Once the input files (comprising the test and control reads) have been loaded by the user (Figure 1B), Easymap v.2 reports the list of test sample-specific variants. This list is used to generate two sublists: one containing homozygous variants, and the other all EMS-type mutations. A third sublist that contains the homozygous EMS-type variants is created by the intersection of the first two sublists (Figure 1C). Easymap v.2 then detects high-density variant peaks along the genome of the test sample in overlapping sliding windows and establishes regions of interest according to the variant density distribution (Figure 1D.1). The variants within the regions of interest are reported as candidate mutations if they are located within a gene (Figures 1D.2, D.3). In the web interface, Easymap v.2 provides diagrams representing each gene of interest, plots of the distribution of variant density along the genome, and a table listing extensive information about each variant (refer to Supplementary Video 1 to see a tutorial on the use of the variant density mapping workflow).

To test the functionality of the variant density mapping workflow, we reproduced results from eight previously published datasets regarding studies in the nematode Caenorhabditis elegans, and detected the already known causal mutation in all instances (Supplementary Table S1). These datasets were generated from mutants in the reference background and provided fairly clear information, as the number of background variants was limited, resulting in a generally approachable number of candidate causal mutations.

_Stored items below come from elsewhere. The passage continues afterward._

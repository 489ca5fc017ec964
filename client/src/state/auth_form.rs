//! Form state shared by the sign-in and sign-up pages.
//!
//! DESIGN
//! ======
//! A small reducer: pages dispatch `FormAction`s into an `RwSignal<AuthForm>`
//! and render from the resulting state. Field errors are only surfaced for
//! fields the user has touched.

#[cfg(test)]
#[path = "auth_form_test.rs"]
mod auth_form_test;

use std::collections::{BTreeMap, BTreeSet};

#[derive(Clone, Copy, Debug, PartialEq, Eq, PartialOrd, Ord, Hash)]
pub enum Field {
    Name,
    Email,
    Password,
}

impl Field {
    pub fn label(self) -> &'static str {
        match self {
            Self::Name => "Name",
            Self::Email => "Email",
            Self::Password => "Password",
        }
    }
}

pub type FieldErrors = BTreeMap<Field, String>;

#[derive(Clone, Debug, Default, PartialEq, Eq)]
pub struct FormValues {
    pub name: String,
    pub email: String,
    pub password: String,
}

impl FormValues {
    pub fn get(&self, field: Field) -> &str {
        match field {
            Field::Name => &self.name,
            Field::Email => &self.email,
            Field::Password => &self.password,
        }
    }

    fn set(&mut self, field: Field, value: String) {
        match field {
            Field::Name => self.name = value,
            Field::Email => self.email = value,
            Field::Password => self.password = value,
        }
    }
}

#[derive(Clone, Debug, PartialEq, Eq)]
pub enum FormAction {
    SetField(Field, String),
    Touch(Field),
    SetErrors(FieldErrors),
    SetLoading(bool),
    SetServerError(String),
    Succeed,
    ToggleShowPassword,
}

#[derive(Clone, Debug, Default, PartialEq, Eq)]
pub struct AuthForm {
    pub values: FormValues,
    pub errors: FieldErrors,
    pub touched: BTreeSet<Field>,
    pub loading: bool,
    pub server_error: Option<String>,
    pub success: bool,
    pub show_password: bool,
}

impl AuthForm {
    pub fn apply(&mut self, action: FormAction) {
        match action {
            FormAction::SetField(field, value) => {
                self.values.set(field, value);
                self.server_error = None;
            }
            FormAction::Touch(field) => {
                self.touched.insert(field);
            }
            FormAction::SetErrors(errors) => self.errors = errors,
            FormAction::SetLoading(loading) => self.loading = loading,
            FormAction::SetServerError(message) => {
                self.server_error = Some(message);
                self.loading = false;
            }
            FormAction::Succeed => {
                self.success = true;
                self.loading = false;
            }
            FormAction::ToggleShowPassword => self.show_password = !self.show_password,
        }
    }

    /// Error for `field`, only once the field has been touched.
    pub fn visible_error(&self, field: Field) -> Option<&str> {
        if !self.touched.contains(&field) {
            return None;
        }
        self.errors.get(&field).map(String::as_str)
    }

    /// Mark every field in `fields` as touched, e.g. on submit.
    pub fn touch_all(&mut self, fields: &[Field]) {
        self.touched.extend(fields.iter().copied());
    }
}

/// Required-field check: every listed field must be non-blank.
pub fn missing_fields(values: &FormValues, required: &[Field]) -> FieldErrors {
    required
        .iter()
        .filter(|field| values.get(**field).trim().is_empty())
        .map(|field| (*field, format!("{} is required.", field.label())))
        .collect()
}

We also validated the variant density mapping workflow in a dataset generated from a maize mutant genetically distant to the reference strain (Klein et al., 2018). In addition, the mapping population was not obtained by recurrent backcrossing, but by a single outcross to the reference strain. Despite this mapping strategy resulted in a large number of candidates due to the high density of natural polymorphisms between the two strains, our variant density mapping workflow was able to identify the causal mutation (Supplementary Table S1).

QTL-seq mapping workflow

Another workflow implemented in Easymap v.2 performs QTL-seq mapping analysis from two pools of individuals of a given segregating population with opposite phenotypes (Figure 2A). After loading the input files (Figure 2B), the QTL-seq mapping workflow uses SNPs common to both pools to identify the differences between the allele frequencies of each sample (dAF) in sliding windows across the genome (Figure 2C). This step allows the software to select genomic regions in which the dAF deviates from 0, i.e., there is opposite linkage disequilibrium in both samples. The selected regions are reported as potential QTL that contain candidate variants and genes, and a set of figures and tabular data is generated to allow the user to consider whether these candidates are modifiers of the phenotype under study (Figure 2D; refer to Supplementary Video 2 to see a tutorial on the use of the QTL-seq mapping workflow). As QTL-seq is a common approach for characterizing agronomically relevant traits in cultivars and species that lack a proper structural annotation of the genome, we enabled the possibility to run the QTL-seq mapping workflow without a structural annotation file (usually in genome feature file [GFF] format). Without a GFF file, this workflow can identify candidate regions that might contain QTL, but gene annotations and identification will not be available in the report.

FIGURE 2

Figure 2 QTL-seq mapping with Easymap v.2. (A) Overview of the experimental design. Two wild-type accessions that genetically differ for a quantitative trait of interest (in blue and green) are crossed. The F₁ progeny is selfed to generate a segregating F₂ population. Plants exhibiting the most extreme phenotypes for the trait of interest are bulked into two pools for DNA extraction and NGS. (B) Input files for Easymap v.2. Files containing the reference genome sequence and the NGS reads from both pools mentioned above are required. Structural and functional annotation files are optional. (C) Easymap v.2 QTL-seq mapping workflow. Files are color-coded in blue, green and red for pools 1 and 2, and mapping variants, respectively. The arrows represent steps performed with third party software (alignment and variant-calling) and proprietary Python scripts (all remaining steps). (C.1) Reads from pools 1 and 2 are processed to generate variant files, which are intersected. Segregating variants that are present and have an allele frequency lower than 1 in both samples are then selected to create a list of mapping variants. This step filters out variants common to both parental lines but different to the reference genome. (C.2) The difference between the allele frequency values of the mapping variants of the two samples (dAF) are calculated. dAF values per window are then averaged with the values of adjacent windows via weighted moving averages (WMA) to smooth out the mapping signal, generating dAF_WMA values. Finally, the processed dAF_WMA values are searched for regions with nonzero values to select those positively or negatively influenced by phenotypic selection. (D) Easymap v.2 output from a QTL-seq mapping experiment in rice (Takagi et al., 2013). (D.1) dAF plotted along a chromosome containing a candidate QTL, highlighted in pink. The mapping variants are represented by black dots. Processed dAF_WMA values are represented by a red line. These plots are generated for each chromosome. (D.2) Supporting files are provided to assess the results of mapping analysis and to establish alternative or additional regions of interest. Diagrams of the candidate genes and tables including the candidate variants and genes are reported when a GFF file is provided.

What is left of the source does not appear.